• **INSTRUCTIONS TO FOLLOW**
Using the records below, output the stretch that opens with the line containing "impl Default for AuthSettings" and closes with the line containing "message is logged.", exactly and including both lines, with nothing more.

==================================================

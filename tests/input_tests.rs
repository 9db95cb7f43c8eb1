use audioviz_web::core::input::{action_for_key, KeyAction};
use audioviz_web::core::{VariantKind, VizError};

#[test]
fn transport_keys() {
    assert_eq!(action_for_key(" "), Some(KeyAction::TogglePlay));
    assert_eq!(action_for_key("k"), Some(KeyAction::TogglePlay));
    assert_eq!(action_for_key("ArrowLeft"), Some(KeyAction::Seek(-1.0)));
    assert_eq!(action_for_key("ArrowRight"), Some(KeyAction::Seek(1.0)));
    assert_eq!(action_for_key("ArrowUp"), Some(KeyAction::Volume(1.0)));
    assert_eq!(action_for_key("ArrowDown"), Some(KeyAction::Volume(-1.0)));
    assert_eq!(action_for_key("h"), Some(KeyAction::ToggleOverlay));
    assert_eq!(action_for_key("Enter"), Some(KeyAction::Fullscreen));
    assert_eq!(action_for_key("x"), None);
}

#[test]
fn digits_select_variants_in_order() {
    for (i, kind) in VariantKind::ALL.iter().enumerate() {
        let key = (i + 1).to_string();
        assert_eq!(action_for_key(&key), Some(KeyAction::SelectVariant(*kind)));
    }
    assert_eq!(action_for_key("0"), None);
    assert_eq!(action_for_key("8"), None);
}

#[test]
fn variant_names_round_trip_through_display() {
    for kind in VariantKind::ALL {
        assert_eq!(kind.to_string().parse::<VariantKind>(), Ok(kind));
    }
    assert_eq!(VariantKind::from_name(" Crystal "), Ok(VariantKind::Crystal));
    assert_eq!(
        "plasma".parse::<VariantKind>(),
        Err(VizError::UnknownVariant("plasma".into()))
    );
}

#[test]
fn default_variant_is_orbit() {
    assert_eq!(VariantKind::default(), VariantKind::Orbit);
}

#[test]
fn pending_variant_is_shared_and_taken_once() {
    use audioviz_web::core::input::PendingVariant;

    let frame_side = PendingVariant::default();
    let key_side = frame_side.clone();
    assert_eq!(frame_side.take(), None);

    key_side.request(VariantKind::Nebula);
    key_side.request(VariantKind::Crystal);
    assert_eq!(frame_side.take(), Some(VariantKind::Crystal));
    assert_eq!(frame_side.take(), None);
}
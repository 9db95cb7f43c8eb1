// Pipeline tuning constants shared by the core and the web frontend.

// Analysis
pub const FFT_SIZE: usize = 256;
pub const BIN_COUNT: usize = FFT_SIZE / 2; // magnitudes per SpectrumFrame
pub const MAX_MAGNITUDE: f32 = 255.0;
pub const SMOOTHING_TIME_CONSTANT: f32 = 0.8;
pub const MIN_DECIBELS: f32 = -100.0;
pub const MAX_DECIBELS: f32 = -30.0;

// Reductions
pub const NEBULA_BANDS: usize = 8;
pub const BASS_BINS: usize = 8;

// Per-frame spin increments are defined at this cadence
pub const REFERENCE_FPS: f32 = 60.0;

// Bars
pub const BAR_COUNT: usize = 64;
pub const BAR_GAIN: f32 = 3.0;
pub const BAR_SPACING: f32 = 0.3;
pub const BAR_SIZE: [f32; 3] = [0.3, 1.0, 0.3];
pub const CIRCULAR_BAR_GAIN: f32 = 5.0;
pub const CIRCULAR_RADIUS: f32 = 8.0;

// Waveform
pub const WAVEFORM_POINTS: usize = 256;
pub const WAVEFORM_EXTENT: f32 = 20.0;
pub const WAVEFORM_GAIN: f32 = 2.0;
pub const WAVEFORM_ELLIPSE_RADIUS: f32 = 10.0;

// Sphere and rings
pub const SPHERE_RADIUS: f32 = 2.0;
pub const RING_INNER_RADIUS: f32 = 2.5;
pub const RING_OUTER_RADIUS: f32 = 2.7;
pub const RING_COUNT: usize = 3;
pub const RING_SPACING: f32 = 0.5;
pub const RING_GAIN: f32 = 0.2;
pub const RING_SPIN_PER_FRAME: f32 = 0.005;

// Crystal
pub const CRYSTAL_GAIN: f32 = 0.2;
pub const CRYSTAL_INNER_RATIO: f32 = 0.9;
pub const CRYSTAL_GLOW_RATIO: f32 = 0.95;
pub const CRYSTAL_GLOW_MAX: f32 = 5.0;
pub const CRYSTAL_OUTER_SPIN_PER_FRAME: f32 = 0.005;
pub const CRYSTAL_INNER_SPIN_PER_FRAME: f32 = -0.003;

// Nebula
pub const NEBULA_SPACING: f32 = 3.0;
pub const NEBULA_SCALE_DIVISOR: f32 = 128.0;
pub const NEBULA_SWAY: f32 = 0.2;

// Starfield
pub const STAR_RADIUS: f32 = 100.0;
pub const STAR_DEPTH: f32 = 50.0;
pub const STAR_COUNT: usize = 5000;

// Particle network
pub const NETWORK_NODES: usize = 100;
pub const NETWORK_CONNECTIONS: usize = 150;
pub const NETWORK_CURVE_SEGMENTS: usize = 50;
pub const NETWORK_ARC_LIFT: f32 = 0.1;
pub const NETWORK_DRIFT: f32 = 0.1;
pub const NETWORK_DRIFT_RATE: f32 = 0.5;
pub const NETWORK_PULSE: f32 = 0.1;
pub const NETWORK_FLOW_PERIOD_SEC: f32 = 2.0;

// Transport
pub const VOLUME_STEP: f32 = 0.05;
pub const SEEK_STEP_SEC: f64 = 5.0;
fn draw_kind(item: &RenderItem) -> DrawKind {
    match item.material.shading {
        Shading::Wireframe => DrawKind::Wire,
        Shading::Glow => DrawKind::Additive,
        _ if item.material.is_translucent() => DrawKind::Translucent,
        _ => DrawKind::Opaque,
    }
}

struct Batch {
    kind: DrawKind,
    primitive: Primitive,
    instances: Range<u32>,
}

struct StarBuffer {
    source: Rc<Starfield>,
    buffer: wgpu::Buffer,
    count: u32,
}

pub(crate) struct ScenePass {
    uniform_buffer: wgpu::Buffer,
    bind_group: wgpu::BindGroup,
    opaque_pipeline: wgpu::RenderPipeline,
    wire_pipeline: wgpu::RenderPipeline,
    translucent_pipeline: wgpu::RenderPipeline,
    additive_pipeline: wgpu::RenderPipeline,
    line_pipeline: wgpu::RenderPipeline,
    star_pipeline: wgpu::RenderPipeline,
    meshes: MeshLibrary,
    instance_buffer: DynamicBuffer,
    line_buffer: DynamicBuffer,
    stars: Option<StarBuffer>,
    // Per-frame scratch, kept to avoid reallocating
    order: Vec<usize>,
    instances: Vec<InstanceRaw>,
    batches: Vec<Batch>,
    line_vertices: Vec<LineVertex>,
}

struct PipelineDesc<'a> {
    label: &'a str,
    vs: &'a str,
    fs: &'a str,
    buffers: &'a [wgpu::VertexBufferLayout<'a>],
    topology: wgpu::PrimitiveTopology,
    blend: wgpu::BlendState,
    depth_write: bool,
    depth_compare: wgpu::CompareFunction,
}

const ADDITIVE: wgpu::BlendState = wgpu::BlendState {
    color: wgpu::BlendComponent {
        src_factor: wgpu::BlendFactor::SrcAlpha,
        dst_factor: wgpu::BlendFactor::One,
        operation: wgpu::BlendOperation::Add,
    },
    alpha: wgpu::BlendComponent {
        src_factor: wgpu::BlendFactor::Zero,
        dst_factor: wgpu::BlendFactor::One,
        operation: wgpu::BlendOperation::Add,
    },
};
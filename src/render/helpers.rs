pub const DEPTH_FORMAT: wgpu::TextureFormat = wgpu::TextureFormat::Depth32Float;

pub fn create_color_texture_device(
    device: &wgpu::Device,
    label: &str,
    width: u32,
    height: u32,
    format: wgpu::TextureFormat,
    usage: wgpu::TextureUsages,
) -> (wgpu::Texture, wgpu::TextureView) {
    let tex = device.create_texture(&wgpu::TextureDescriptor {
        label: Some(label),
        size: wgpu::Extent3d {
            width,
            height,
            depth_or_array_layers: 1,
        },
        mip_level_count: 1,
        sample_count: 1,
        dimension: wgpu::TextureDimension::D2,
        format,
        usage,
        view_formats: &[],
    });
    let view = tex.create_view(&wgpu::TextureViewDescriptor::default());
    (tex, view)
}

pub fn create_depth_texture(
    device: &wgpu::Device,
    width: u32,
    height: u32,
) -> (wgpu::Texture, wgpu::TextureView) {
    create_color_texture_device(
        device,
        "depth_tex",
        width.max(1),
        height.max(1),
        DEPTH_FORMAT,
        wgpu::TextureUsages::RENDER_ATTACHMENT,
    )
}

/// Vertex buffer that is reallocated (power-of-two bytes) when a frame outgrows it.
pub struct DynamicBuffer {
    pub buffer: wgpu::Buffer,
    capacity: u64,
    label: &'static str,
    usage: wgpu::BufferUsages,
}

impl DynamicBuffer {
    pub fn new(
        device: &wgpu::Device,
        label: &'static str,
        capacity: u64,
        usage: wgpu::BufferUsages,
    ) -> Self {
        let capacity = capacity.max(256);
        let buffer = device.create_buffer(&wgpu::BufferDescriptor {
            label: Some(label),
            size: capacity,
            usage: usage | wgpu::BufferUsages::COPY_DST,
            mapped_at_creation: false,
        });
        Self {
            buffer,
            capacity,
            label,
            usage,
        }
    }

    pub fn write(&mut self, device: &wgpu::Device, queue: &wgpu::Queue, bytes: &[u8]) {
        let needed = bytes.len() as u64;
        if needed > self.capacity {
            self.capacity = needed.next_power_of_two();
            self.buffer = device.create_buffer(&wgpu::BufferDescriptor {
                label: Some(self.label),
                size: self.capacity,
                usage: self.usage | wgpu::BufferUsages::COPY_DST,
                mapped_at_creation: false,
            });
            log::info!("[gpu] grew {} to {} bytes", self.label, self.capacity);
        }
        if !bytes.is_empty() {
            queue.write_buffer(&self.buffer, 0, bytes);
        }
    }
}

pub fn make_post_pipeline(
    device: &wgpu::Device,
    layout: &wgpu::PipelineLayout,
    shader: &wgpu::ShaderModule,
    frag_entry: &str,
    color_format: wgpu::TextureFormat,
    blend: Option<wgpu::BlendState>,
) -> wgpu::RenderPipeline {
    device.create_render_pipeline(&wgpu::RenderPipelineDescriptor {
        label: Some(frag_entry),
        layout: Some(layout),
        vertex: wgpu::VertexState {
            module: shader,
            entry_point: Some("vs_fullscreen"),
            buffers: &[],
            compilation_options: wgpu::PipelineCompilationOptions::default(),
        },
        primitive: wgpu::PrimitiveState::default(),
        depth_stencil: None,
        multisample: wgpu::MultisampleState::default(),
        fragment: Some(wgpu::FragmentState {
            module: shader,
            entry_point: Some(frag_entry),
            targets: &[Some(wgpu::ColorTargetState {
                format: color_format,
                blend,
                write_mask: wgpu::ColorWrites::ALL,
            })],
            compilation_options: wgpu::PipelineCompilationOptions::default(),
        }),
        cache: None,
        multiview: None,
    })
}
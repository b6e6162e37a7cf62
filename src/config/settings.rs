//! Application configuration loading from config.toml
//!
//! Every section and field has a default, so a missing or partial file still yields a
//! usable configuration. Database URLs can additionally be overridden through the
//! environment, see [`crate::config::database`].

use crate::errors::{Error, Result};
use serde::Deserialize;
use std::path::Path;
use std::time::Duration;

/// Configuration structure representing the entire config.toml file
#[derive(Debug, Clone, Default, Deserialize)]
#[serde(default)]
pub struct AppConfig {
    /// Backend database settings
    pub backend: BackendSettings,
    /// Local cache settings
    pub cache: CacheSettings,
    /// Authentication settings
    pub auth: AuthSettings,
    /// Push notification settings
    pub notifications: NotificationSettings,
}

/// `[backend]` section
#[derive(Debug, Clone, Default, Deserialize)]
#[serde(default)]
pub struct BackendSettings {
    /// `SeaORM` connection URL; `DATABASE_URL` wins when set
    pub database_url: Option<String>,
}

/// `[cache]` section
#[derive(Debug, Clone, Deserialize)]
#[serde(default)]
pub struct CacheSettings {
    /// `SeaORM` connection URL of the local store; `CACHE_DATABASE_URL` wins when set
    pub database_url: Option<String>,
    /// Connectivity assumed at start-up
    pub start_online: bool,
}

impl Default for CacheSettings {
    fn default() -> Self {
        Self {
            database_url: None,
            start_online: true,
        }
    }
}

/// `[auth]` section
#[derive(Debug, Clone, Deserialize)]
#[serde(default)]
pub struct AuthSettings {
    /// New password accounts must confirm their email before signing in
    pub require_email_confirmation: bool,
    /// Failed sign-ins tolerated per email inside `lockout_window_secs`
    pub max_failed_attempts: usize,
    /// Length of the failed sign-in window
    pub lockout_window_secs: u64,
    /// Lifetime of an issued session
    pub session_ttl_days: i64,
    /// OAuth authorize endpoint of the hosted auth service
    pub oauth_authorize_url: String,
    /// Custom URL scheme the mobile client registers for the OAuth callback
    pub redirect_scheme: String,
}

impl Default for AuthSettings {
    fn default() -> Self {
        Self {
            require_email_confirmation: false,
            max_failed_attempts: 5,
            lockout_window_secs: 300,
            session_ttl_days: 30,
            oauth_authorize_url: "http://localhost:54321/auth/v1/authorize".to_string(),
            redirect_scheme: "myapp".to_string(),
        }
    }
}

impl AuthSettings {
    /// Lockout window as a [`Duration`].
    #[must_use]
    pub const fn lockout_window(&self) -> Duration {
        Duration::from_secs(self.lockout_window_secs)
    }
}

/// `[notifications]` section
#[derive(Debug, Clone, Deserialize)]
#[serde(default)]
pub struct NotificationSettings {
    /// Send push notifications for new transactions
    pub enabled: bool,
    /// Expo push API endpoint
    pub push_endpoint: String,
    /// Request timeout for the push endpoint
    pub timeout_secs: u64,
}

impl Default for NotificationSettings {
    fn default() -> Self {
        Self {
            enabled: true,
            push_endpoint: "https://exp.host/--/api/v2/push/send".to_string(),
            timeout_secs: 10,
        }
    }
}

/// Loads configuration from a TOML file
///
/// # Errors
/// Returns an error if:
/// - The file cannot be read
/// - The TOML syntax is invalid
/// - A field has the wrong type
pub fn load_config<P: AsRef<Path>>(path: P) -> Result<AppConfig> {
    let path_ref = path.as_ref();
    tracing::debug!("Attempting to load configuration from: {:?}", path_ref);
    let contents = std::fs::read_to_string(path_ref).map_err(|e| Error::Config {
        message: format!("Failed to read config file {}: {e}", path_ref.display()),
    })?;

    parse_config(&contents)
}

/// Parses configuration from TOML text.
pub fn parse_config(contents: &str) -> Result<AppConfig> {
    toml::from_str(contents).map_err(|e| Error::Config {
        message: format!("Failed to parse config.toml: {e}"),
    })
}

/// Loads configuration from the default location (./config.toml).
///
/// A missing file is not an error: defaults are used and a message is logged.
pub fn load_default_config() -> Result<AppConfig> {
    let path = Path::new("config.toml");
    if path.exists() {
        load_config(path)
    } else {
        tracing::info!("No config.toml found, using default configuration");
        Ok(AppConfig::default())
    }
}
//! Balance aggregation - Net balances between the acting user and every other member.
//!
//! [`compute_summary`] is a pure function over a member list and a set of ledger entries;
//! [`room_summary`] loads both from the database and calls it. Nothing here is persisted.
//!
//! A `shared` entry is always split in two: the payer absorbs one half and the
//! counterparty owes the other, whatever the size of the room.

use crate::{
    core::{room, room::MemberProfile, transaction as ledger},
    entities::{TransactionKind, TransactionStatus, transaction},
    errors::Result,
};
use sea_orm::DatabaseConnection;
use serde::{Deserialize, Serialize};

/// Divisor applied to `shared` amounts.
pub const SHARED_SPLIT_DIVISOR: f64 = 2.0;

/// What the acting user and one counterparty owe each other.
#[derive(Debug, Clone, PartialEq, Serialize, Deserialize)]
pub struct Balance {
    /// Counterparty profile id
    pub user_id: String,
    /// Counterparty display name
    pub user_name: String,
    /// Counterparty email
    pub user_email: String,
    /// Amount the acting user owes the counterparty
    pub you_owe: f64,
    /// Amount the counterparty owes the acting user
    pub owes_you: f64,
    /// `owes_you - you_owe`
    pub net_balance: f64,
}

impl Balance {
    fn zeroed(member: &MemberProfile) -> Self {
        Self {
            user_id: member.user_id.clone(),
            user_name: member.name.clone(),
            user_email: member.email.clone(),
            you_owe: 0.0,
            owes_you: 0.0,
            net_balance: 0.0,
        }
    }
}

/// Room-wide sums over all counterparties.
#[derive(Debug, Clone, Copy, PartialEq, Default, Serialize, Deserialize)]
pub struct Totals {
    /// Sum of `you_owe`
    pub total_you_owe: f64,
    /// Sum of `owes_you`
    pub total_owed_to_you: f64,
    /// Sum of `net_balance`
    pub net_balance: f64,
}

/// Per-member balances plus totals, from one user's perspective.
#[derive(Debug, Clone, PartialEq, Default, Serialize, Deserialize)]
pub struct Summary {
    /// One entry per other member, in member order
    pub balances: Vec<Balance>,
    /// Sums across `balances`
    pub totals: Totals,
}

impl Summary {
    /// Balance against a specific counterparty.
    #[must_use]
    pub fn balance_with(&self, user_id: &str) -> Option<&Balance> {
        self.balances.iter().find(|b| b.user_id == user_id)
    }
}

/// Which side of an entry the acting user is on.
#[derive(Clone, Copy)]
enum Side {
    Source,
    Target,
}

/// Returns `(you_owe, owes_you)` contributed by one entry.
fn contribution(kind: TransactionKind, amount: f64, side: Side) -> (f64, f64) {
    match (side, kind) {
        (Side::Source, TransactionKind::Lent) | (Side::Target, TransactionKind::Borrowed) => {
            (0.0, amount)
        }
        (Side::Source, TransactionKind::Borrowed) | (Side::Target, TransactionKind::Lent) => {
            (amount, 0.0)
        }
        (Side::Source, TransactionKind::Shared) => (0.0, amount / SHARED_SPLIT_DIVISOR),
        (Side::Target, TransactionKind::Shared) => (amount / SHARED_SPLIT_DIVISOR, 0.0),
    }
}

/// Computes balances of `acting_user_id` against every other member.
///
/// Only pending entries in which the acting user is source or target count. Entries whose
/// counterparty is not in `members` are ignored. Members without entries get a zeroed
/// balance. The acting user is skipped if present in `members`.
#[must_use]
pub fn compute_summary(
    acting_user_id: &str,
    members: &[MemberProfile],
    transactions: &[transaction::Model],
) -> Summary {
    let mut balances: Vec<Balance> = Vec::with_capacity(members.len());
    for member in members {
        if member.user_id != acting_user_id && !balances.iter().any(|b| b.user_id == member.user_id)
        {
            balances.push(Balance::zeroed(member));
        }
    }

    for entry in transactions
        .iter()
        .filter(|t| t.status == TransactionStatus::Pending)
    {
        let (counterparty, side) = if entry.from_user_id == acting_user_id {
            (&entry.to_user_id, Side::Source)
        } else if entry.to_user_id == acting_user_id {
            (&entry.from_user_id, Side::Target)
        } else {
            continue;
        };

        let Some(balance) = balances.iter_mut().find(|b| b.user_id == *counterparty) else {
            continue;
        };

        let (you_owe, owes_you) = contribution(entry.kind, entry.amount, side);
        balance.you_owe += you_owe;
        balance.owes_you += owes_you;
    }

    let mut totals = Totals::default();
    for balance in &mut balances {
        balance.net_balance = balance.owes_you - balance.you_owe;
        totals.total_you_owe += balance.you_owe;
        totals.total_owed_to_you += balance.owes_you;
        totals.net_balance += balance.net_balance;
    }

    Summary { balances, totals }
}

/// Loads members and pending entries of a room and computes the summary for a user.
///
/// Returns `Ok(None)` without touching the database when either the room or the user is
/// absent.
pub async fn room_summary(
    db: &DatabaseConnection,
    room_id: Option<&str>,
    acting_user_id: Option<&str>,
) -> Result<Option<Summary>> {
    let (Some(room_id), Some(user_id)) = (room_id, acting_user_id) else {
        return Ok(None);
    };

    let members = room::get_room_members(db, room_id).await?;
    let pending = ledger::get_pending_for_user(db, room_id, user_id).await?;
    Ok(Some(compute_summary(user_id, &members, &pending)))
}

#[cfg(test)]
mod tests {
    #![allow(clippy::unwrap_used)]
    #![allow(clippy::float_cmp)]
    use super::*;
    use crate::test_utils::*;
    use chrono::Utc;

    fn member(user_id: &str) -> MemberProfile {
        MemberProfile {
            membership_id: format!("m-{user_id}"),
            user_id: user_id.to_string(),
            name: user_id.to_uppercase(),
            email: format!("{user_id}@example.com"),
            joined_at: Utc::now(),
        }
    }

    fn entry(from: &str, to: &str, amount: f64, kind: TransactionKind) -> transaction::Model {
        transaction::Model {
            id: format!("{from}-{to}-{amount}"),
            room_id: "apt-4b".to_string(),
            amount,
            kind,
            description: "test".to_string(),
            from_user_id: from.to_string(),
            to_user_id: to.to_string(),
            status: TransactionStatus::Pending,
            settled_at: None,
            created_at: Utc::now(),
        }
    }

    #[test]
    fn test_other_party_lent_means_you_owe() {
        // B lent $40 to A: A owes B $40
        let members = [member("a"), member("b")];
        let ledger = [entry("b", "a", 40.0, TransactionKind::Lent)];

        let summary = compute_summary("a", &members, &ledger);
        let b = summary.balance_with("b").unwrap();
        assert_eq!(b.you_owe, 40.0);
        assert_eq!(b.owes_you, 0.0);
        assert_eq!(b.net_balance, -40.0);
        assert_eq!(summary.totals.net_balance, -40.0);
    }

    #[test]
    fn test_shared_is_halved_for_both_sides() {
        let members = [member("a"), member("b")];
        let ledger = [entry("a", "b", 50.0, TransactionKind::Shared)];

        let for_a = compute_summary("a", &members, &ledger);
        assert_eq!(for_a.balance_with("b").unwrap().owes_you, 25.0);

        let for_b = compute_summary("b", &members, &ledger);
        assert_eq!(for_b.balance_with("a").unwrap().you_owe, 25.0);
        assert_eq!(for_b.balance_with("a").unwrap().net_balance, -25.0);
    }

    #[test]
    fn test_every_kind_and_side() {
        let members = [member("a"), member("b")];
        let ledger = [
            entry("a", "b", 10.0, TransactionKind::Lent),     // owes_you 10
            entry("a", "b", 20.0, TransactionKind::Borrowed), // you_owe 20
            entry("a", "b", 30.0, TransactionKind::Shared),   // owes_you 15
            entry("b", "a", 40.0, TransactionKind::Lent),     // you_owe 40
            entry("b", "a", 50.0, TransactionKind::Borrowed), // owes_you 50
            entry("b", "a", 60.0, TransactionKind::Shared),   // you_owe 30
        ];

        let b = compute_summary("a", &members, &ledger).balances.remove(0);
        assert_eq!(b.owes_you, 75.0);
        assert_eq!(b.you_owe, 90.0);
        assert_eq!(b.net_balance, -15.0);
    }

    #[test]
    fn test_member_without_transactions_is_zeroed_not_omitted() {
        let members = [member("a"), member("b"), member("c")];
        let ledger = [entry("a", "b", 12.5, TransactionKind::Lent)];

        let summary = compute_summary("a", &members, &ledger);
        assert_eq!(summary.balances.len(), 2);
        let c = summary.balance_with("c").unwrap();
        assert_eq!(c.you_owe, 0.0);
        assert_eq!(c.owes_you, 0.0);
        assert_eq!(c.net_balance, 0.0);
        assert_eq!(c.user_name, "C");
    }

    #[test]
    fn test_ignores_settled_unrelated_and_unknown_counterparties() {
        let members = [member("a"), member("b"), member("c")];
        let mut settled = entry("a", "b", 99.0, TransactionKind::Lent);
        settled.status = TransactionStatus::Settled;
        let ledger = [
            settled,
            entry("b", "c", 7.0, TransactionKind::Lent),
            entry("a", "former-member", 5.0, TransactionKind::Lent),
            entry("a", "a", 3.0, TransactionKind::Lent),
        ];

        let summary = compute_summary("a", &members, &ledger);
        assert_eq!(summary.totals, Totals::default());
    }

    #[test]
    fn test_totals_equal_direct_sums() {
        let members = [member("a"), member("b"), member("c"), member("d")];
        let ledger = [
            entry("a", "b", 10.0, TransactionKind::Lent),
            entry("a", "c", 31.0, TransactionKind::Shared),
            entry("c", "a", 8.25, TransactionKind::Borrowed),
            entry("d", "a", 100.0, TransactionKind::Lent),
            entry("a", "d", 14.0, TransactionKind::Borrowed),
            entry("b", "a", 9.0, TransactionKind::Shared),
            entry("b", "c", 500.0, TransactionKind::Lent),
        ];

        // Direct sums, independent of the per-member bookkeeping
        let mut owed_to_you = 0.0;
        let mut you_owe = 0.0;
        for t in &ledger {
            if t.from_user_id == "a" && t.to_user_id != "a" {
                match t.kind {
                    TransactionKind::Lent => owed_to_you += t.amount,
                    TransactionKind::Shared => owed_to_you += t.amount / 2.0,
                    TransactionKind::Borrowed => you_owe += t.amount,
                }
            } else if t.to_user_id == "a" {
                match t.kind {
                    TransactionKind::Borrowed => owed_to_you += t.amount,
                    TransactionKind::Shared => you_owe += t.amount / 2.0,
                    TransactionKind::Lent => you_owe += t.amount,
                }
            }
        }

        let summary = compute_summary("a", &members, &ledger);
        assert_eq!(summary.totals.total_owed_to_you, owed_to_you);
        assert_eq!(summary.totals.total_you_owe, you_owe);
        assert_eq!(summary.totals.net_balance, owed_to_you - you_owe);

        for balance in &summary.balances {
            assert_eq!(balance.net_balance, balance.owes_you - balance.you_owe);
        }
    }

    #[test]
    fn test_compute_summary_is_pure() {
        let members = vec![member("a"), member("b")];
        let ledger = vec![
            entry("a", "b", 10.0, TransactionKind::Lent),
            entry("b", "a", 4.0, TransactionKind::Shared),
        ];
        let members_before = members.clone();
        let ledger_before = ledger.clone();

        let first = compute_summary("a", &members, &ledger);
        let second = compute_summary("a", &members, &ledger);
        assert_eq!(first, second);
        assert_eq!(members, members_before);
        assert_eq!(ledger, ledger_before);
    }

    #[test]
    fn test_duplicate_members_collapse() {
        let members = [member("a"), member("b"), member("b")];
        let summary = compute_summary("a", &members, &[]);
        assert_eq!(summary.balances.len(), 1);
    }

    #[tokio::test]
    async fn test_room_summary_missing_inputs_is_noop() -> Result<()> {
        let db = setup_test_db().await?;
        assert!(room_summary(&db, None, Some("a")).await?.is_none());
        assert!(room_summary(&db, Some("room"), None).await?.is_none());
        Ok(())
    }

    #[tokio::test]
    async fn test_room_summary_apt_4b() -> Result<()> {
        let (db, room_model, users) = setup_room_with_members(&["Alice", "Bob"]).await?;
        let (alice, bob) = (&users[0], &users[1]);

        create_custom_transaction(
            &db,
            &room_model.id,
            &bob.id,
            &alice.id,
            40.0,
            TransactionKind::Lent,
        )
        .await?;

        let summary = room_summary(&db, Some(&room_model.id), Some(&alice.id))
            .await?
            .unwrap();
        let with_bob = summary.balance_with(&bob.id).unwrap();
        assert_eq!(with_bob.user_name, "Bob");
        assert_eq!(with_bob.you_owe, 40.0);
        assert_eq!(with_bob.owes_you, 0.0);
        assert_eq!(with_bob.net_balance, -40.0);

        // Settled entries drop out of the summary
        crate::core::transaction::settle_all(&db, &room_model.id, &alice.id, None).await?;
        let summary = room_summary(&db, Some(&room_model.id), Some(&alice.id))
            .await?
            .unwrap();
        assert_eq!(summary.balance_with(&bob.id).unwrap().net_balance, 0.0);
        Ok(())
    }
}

==================================================

• **SOLUTION**
impl Default for AuthSettings {
    fn default() -> Self {
        Self {
            require_email_confirmation: false,
            max_failed_attempts: 5,
            lockout_window_secs: 300,
            session_ttl_days: 30,
            oauth_authorize_url: "http://localhost:54321/auth/v1/authorize".to_string(),
            redirect_scheme: "myapp".to_string(),
        }
    }
}

impl AuthSettings {
    /// Lockout window as a [`Duration`].
    #[must_use]
    pub const fn lockout_window(&self) -> Duration {
        Duration::from_secs(self.lockout_window_secs)
    }
}

/// `[notifications]` section
#[derive(Debug, Clone, Deserialize)]
#[serde(default)]
pub struct NotificationSettings {
    /// Send push notifications for new transactions
    pub enabled: bool,
    /// Expo push API endpoint
    pub push_endpoint: String,
    /// Request timeout for the push endpoint
    pub timeout_secs: u64,
}

impl Default for NotificationSettings {
    fn default() -> Self {
        Self {
            enabled: true,
            push_endpoint: "https://exp.host/--/api/v2/push/send".to_string(),
            timeout_secs: 10,
        }
    }
}

/// Loads configuration from a TOML file
///
/// # Errors
/// Returns an error if:
/// - The file cannot be read
/// - The TOML syntax is invalid
/// - A field has the wrong type
pub fn load_config<P: AsRef<Path>>(path: P) -> Result<AppConfig> {
    let path_ref = path.as_ref();
    tracing::debug!("Attempting to load configuration from: {:?}", path_ref);
    let contents = std::fs::read_to_string(path_ref).map_err(|e| Error::Config {
        message: format!("Failed to read config file {}: {e}", path_ref.display()),
    })?;

    parse_config(&contents)
}

/// Parses configuration from TOML text.
pub fn parse_config(contents: &str) -> Result<AppConfig> {
    toml::from_str(contents).map_err(|e| Error::Config {
        message: format!("Failed to parse config.toml: {e}"),
    })
}

/// Loads configuration from the default location (./config.toml).
///
/// A missing file is not an error: defaults are used and a message is logged.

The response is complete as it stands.